-New Urban Remembers- On "King Holiday", Revisiting The Legacy of Dr. Martin Luther King Jr. (January 15, 1929 - April 4, 1968)

A man of many nuances: Dr. Martin Luther King, Jr. via Instagram @derekrussellart

"We must accept finite disappointment, but never lose infinite hope."

-Dr. Martin Luther King, Jr.

ON THIS DAY IN HISTORY: Today in the United States,  January 15th marks the birthday commemoration of one of the most impactful and dynamic figures in history:  it is a day that many Americans and others around the world remember one of the 20th century's most tireless advocates for peace and human rights, Nobel Peace Prize Laureate Dr. Martin Luther King.  Born this day on 1929 in the first year of the the Great Depression, today New Urban Youth 40+ takes a look back at the man behind the nationally memorialized American holiday that carries his name, and how his life's work and legacy as a theologian, pastor, philosopher and human rights activist paved the way for the Civil Rights Movement in the United States,  affording millions of Black Americans who came after him tangible progress in assuming their inalienable rights to life, liberty, and the pursuit of happiness - and served as a powerful model to other former slave colonies in the Americas how non-violent resistance was in and of itself a feasible and effective method for social reform.

Martin Luther King, Jr. was born Michael Luther King, Jr. on January 15th, 1929, but as did his father (Micheal King, Sr.) his name was later changed to Martin in honor of the great German Protestant reformer, Martin Luther (1483-1546)King came from a comfortable middle-class family steeped in the tradition of Southern black ministry: his father and maternal grandfather were preachers in the Baptist church. His grandfather began the family's tenure as pastors of the Ebenezer Baptist Church in Atlanta, serving from 1914 to 1931; his father served from 1931 from to 1975, and from 1960 Martin Luther acted as co-pastor until his death in 1968. The family lived on Auburn Avenue, also known as “Sweet Auburn,” the bustling “black Wall Street,” of the south.  Atlanta was then and remains still a collegiate city that is one of the principal seats of Black American intelligentsia in the United States, and home to some old America's largest & most prosperous black businesses and churches from before the civil rights movement until today. 

Martin Luther attended segregated public schools in Georgia, graduating from high school at the age of fifteen. However, before beginning college, King spent the summer on a tobacco farm in the New England state of Connecticut; it was his first extended stay away from home and his first experience of race relations outside of his the segregated South. King was shocked by how peacefully the races mixed in the North. “Negroes and whites go [to] the same church,” he noted in a letter to his parents. “I never [thought] that a person of my race could eat anywhere.” 
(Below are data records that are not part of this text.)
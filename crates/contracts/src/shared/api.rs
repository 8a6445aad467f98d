use serde::{Deserialize, Serialize};

/// Standard paginated response of the remote API
///
/// `grandTotal_amount` is an aggregate computed by the server over the whole
/// filtered set, not only the current page.
#[derive(Debug, Clone, PartialEq, Serialize, Deserialize)]
pub struct ListResponse<T> {
    #[serde(default = "Vec::new")]
    pub data: Vec<T>,
    #[serde(rename = "totalRecords", default)]
    pub total_records: u64,
    #[serde(
        rename = "grandTotal_amount",
        default,
        skip_serializing_if = "Option::is_none"
    )]
    pub grand_total_amount: Option<f64>,
}

impl<T> Default for ListResponse<T> {
    fn default() -> Self {
        Self {
            data: Vec::new(),
            total_records: 0,
            grand_total_amount: None,
        }
    }
}

/// Error body returned by the API on non-2xx responses.
/// Different endpoints use either `message` or `error`.
#[derive(Debug, Clone, Default, Serialize, Deserialize)]
pub struct ApiErrorBody {
    #[serde(default)]
    pub message: Option<String>,
    #[serde(default)]
    pub error: Option<String>,
}

impl ApiErrorBody {
    /// First non-blank message carried by the body
    pub fn text(&self) -> Option<&str> {
        [self.message.as_deref(), self.error.as_deref()]
            .into_iter()
            .flatten()
            .map(str::trim)
            .find(|s| !s.is_empty())
    }
}

/// Generic single-entity mutation result (`POST`/`PATCH` return the stored entity id)
#[derive(Debug, Clone, Serialize, Deserialize)]
pub struct SavedEntity {
    pub id: String,
}

#[cfg(test)]
mod tests {
    use super::*;

    #[test]
    fn test_list_response_with_grand_total() {
        let json = r#"{"data":[1,2,3],"totalRecords":42,"grandTotal_amount":1500.5}"#;
        let resp: ListResponse<i32> = serde_json::from_str(json).unwrap();
        assert_eq!(resp.data, vec![1, 2, 3]);
        assert_eq!(resp.total_records, 42);
        assert_eq!(resp.grand_total_amount, Some(1500.5));
    }

    #[test]
    fn test_list_response_without_optional_fields() {
        let resp: ListResponse<i32> = serde_json::from_str(r#"{"data":[]}"#).unwrap();
        assert!(resp.data.is_empty());
        assert_eq!(resp.total_records, 0);
        assert_eq!(resp.grand_total_amount, None);
    }

    #[test]
    fn test_error_body_prefers_message() {
        let body: ApiErrorBody =
            serde_json::from_str(r#"{"message":"Company not found","error":"x"}"#).unwrap();
        assert_eq!(body.text(), Some("Company not found"));

        let body: ApiErrorBody = serde_json::from_str(r#"{"message":"  ","error":"Bad period"}"#).unwrap();
        assert_eq!(body.text(), Some("Bad period"));

        let body: ApiErrorBody = serde_json::from_str(r#"{}"#).unwrap();
        assert_eq!(body.text(), None);
    }
}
For his college studies King attended Morehouse College, a distinguished black academic institution in Atlanta from which both his father and grandfather were alumnae. King received his Bachelor of Arts degree from Morehouse in 1948. King continued his education with three years of theological study in Pennsylvania at Crozer Theological Seminary. There he was elected president of his predominantly white senior class, and was awarded his next degree as a Bachelor of Divinity in 1951. It was during his theological studies at Crozer that he became acquainted with Mohandas Gandhi’s philosophy of nonviolence,  as well as with the thought of contemporary Protestant theologians. Through a fellowship he won at Crozer, King then enrolled in graduate studies at Boston University, completing his residence for his doctorate in 1953, and receiving his degree in 1955 for his dissertation titled, “A Comparison of the Conceptions of God in the Thinking of Paul Tillich and Henry Nelson Wieman.”
King met Coretta Scott, a young Alabamian who was studying at the New England Conservatory of Music while in Boston. The two married in 1953, and had four children; two sons, and two daughters. As a young husband, father, and pastor and activist, King rose to national recognition as head of the Southern Christian Leadership Conference, which promoted nonviolent tactics, notably the mammoth March on Washington(1963), to advocate for civil rights. He was awarded the Nobel Peace Prize in 1964.  As a Baptist minister and social activist, he continued to lead the civil rights movement in America until his death in 1968 by assassination, just two months before the assassination of fellow civil rights advocate Senator Bobby Kennedy. King's leadership was crucial to the movement’s success in ending legal segregation of the races in the South and other parts of the United States, resulting in many of the freedoms Black Americans would come to know after centuries of legal subjection, oppression, and violent acts systematically perpetuated against them in the hundred years after the end of the American Civil War in 1865.